Andrew Michael Holness,  (born 22 July 1972) is a Jamaican politician who has been the Prime Minister of Jamaica since 3 March 2016, following the 2016 Jamaican general election. Holness previously served as prime minister from October 2011 to 5 January 2012. He succeeded Bruce Golding as prime minister, and decided to go to the polls in the 29 December 2011 general election in an attempt to get his own mandate from the Jamaican electorate. He failed in that bid, however, losing to the People's National Party led by Portia Simpson-Miller, with the PNP gaining 42 seats to the Jamaica Labour Party's 21. Following that defeat, Holness served as Leader of the Opposition from January 2012 to March 2016, when he once again assumed the position of prime minister. In 2020, the Labour Party won a landslide in another general election, and on 7 September Holness was sworn in for another term as prime minister.

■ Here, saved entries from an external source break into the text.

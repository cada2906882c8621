//! Common test utilities and fixtures
#![allow(dead_code)]

use arena_services::{Arena, ArenaConfig};
use chrono::{DateTime, Utc};
use tempfile::TempDir;

/// Test credentials
pub mod fixtures {
    pub const ADA_EMAIL: &str = "ada@example.com";
    pub const ADA_NAME: &str = "Ada";
    pub const ADA_SECRET: &str = "TestPassword123!";

    pub const BOB_EMAIL: &str = "bob@example.com";
    pub const BOB_NAME: &str = "Bob";
    pub const BOB_SECRET: &str = "AdminPassword456!";
}

/// An arena over a real `SQLite` file that is removed on drop
pub struct TestArena {
    pub arena: Arena,
    pub config: ArenaConfig,
    _temp_dir: TempDir,
}

impl TestArena {
    pub async fn new() -> Self {
        init_tracing();

        let temp_dir = tempfile::tempdir().expect("Failed to create temp dir");
        let config = test_config(&temp_dir);
        let arena = Arena::open(&config).await.expect("Failed to open arena");

        Self {
            arena,
            config,
            _temp_dir: temp_dir,
        }
    }

    /// A second arena over the same database, as after a process restart
    pub async fn reopen(&self) -> Arena {
        Arena::open(&self.config)
            .await
            .expect("Failed to reopen arena")
    }
}

/// Config pointing into `dir`, with the cheapest bcrypt cost
pub fn test_config(dir: &TempDir) -> ArenaConfig {
    let mut config = ArenaConfig::default();
    config.storage.database_url = format!("sqlite://{}", dir.path().join("arena.db").display());
    config.auth.bcrypt_cost = 4;
    config
}

/// Fixed timestamp `days` days after an arbitrary epoch
pub fn day(days: i64) -> DateTime<Utc> {
    DateTime::from_timestamp(1_700_000_000 + days * 86_400, 0).expect("valid timestamp")
}

pub fn init_tracing() {
    let _ = tracing_subscriber::fmt()
        .with_env_filter(tracing_subscriber::EnvFilter::from_default_env())
        .with_test_writer()
        .try_init();
}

In October 2011, at the age of 39, Holness became the youngest person ever to be prime minister in Jamaica's history. In March 2016, aged 43, he became the youngest to ever be elected prime minister. He is also the first prime minister to have been born after Jamaica gained independence in 1962.

Early life
Andrew Holness is a graduate of St. Catherine High School and of the University of the West Indies, where he pursued a Bachelor of Science in Management Studies and a Master of Science in Development Studies. In 1997 he married Juliet Holness (née Landell), an accountant, whom he had met as a student at St. Catherine High School during the 1980s. The couple have two children, Adam and Matthew.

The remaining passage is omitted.